審神者はまたもや、目に見えてわかる程度に緊張していた。無理もない。一振りの刀剣の、そして、ことによると一人の審神者の命がかかっているのだ。その目の下のクマは、尋常でないくらいに黒く濃かった。
男士の中にも同じように、しかも目がしょぼしょぼしている者がいる。もしや、緊張で眠れなかったのだろうか。

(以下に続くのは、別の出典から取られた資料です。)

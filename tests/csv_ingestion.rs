use sheet_dashboard::ingestion::csv::{
    detect_delimiter, ingest_csv_from_path, ingest_csv_from_reader,
};
use sheet_dashboard::types::{DataType, Value};
use sheet_dashboard::IngestionError;

#[test]
fn ingest_csv_from_path_happy_path() {
    let t = ingest_csv_from_path("tests/fixtures/people.csv").unwrap();

    assert_eq!(t.columns, vec!["id", "name", "score", "active"]);
    assert_eq!(t.row_count(), 2);
    assert_eq!(
        t.rows[0],
        vec![
            Value::Int64(1),
            Value::Utf8("Ada".to_string()),
            Value::Float64(98.5),
            Value::Bool(true),
        ]
    );
    assert_eq!(t.column_type(2), DataType::Float64);
    assert_eq!(t.column_type(3), DataType::Bool);
}

#[test]
fn ingest_csv_detects_semicolons_and_strips_bom() {
    let t = ingest_csv_from_path("tests/fixtures/semicolon.csv").unwrap();

    assert_eq!(t.columns, vec!["city", "population", "area"]);
    assert_eq!(t.rows[0][0], Value::Utf8("Paris, FR".to_string()));
    assert_eq!(t.rows[0][1], Value::Int64(2_148_000));
    assert_eq!(t.column_type(2), DataType::Float64);
}

#[test]
fn ingest_csv_from_reader_with_custom_builder() {
    let input = "name\tid\nAda\t1\nGrace\t\n";
    let mut rdr = csv::ReaderBuilder::new()
        .has_headers(true)
        .flexible(true)
        .delimiter(b'\t')
        .from_reader(input.as_bytes());

    let t = ingest_csv_from_reader(&mut rdr).unwrap();
    assert_eq!(t.row_count(), 2);
    assert_eq!(t.rows[0], vec![Value::Utf8("Ada".to_string()), Value::Int64(1)]);
    assert_eq!(t.rows[1][1], Value::Null);
}

#[test]
fn ingest_csv_keeps_raw_rows_for_the_cleaner() {
    let t = ingest_csv_from_path("tests/fixtures/sales.csv").unwrap();

    // Trailing header comma yields an unnamed, empty column; the blank line is still a row.
    assert_eq!(t.columns, vec!["region", "quarter", "sales", "notes", "Unnamed: 4"]);
    assert_eq!(t.row_count(), 6);
    assert!(t.rows[3].iter().all(Value::is_null));
    assert_eq!(t.rows[0][3], Value::Utf8(" first ".to_string()));
    assert_eq!(t.rows[2][3], Value::Null);
}

#[test]
fn ingest_csv_errors_on_missing_file() {
    let err = ingest_csv_from_path("tests/fixtures/does_not_exist.csv").unwrap_err();
    assert!(matches!(err, IngestionError::Io(_)));
}

#[test]
fn delimiter_detection_prefers_consistent_counts() {
    // Commas appear in the free-text column only on some lines.
    let text = "a|b|c\n1|x, y|3\n4|z|6\n";
    assert_eq!(detect_delimiter(text), b'|');
}
use crate::error::{DashboardError, DashboardResult};
use crate::processing::{aggregate_by, aggregate_by_pair, sorted_distinct, AggregationFn};
use crate::types::{Table, Value};

use super::{
    CategoryChart, ChartPlan, ChartType, PieChart, PieSlice, ScatterChart, ScatterSeries, Series,
    SCATTER_DEFAULT_SERIES,
};

fn finite_or_zero(v: f64) -> f64 {
    if v.is_finite() { v } else { 0.0 }
}

pub(super) fn category_chart(
    table: &Table,
    x: usize,
    y: usize,
    group: Option<usize>,
    plan: &ChartPlan,
    kind: ChartType,
) -> CategoryChart {
    let Some(group) = group else {
        let (categories, data): (Vec<String>, Vec<f64>) =
            aggregate_by(table, x, y, plan.aggregation)
                .into_iter()
                .map(|(key, v)| (key.to_string(), finite_or_zero(v)))
                .unzip();
        return CategoryChart {
            categories,
            series: vec![Series {
                name: plan.y.clone(),
                data,
                kind,
            }],
        };
    };

    let categories = sorted_distinct(table, x);
    let groups = sorted_distinct(table, group);
    let cells = aggregate_by_pair(table, x, group, y, plan.aggregation);

    let series = groups
        .iter()
        .map(|g| Series {
            name: g.to_string(),
            data: categories
                .iter()
                .map(|c| match (c.key(), g.key()) {
                    (Some(ck), Some(gk)) => {
                        cells.get(&(ck, gk)).copied().map_or(0.0, finite_or_zero)
                    }
                    _ => 0.0,
                })
                .collect(),
            kind,
        })
        .collect();

    CategoryChart {
        categories: categories.iter().map(|c| c.to_string()).collect(),
        series,
    }
}

pub(super) fn pie_chart(
    table: &Table,
    category: usize,
    value: usize,
    agg: AggregationFn,
) -> PieChart {
    PieChart {
        data: aggregate_by(table, category, value, agg)
            .into_iter()
            .map(|(key, v)| PieSlice {
                name: key.to_string(),
                value: finite_or_zero(v),
            })
            .collect(),
    }
}

pub(super) fn scatter_chart(
    table: &Table,
    x: usize,
    y: usize,
    group: Option<usize>,
) -> DashboardResult<ScatterChart> {
    let series = match group {
        None => vec![ScatterSeries {
            name: SCATTER_DEFAULT_SERIES.to_string(),
            data: points(table, x, y, |_| true)?,
            kind: ChartType::Scatter,
        }],
        Some(g) => sorted_distinct(table, g)
            .into_iter()
            .map(|key| -> DashboardResult<ScatterSeries> {
                Ok(ScatterSeries {
                    name: key.to_string(),
                    data: points(table, x, y, |row| row[g].key() == key.key())?,
                    kind: ChartType::Scatter,
                })
            })
            .collect::<DashboardResult<Vec<_>>>()?,
    };
    Ok(ScatterChart { series })
}

fn points<F>(table: &Table, x: usize, y: usize, mut keep: F) -> DashboardResult<Vec<[f64; 2]>>
where
    F: FnMut(&[Value]) -> bool,
{
    table
        .rows
        .iter()
        .filter(|row| keep(row.as_slice()))
        .map(|row| Ok([coordinate(table, x, &row[x])?, coordinate(table, y, &row[y])?]))
        .collect()
}

/// Null plots at 0; a cell that is not a number is an error.
fn coordinate(table: &Table, idx: usize, cell: &Value) -> DashboardResult<f64> {
    match cell {
        Value::Null => Ok(0.0),
        other => other.as_f64().map(finite_or_zero).ok_or_else(|| {
            DashboardError::validation(format!(
                "column '{}' has non-numeric value '{other}' and cannot be plotted",
                table.columns[idx]
            ))
        }),
    }
}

とはいえ、クマとは相反し、審神者の双眸には強い光が宿っていた。前田とその審神者に会う前は、ただ緊張に震えていただけなのに。記憶を取り戻したせいだろうか。
たった数日なのに、一回り成長したように見える。今日の計画だって彼の発案だ。
鶯丸は頭の中で再確認していく。
研修へ行く審神者に随行するという形で、政府に乗り込む。陽動班がセキュリティや警備員の注意を引いている間に、保管室に侵入する。保管室で山姥切国広を発見し、連れ戻す。あるいは、主の居場所がわかれば、そのまま向かう。
保管室がある西棟は、原則として政府関係者以外立ち入り禁止だ。このエリアに侵入したのちに、前田と合流する算段である。
その先からサポートします、と前田の審神者が言っていた。
それまでは、自力でどうにか職員の目をかい潜らないといけない。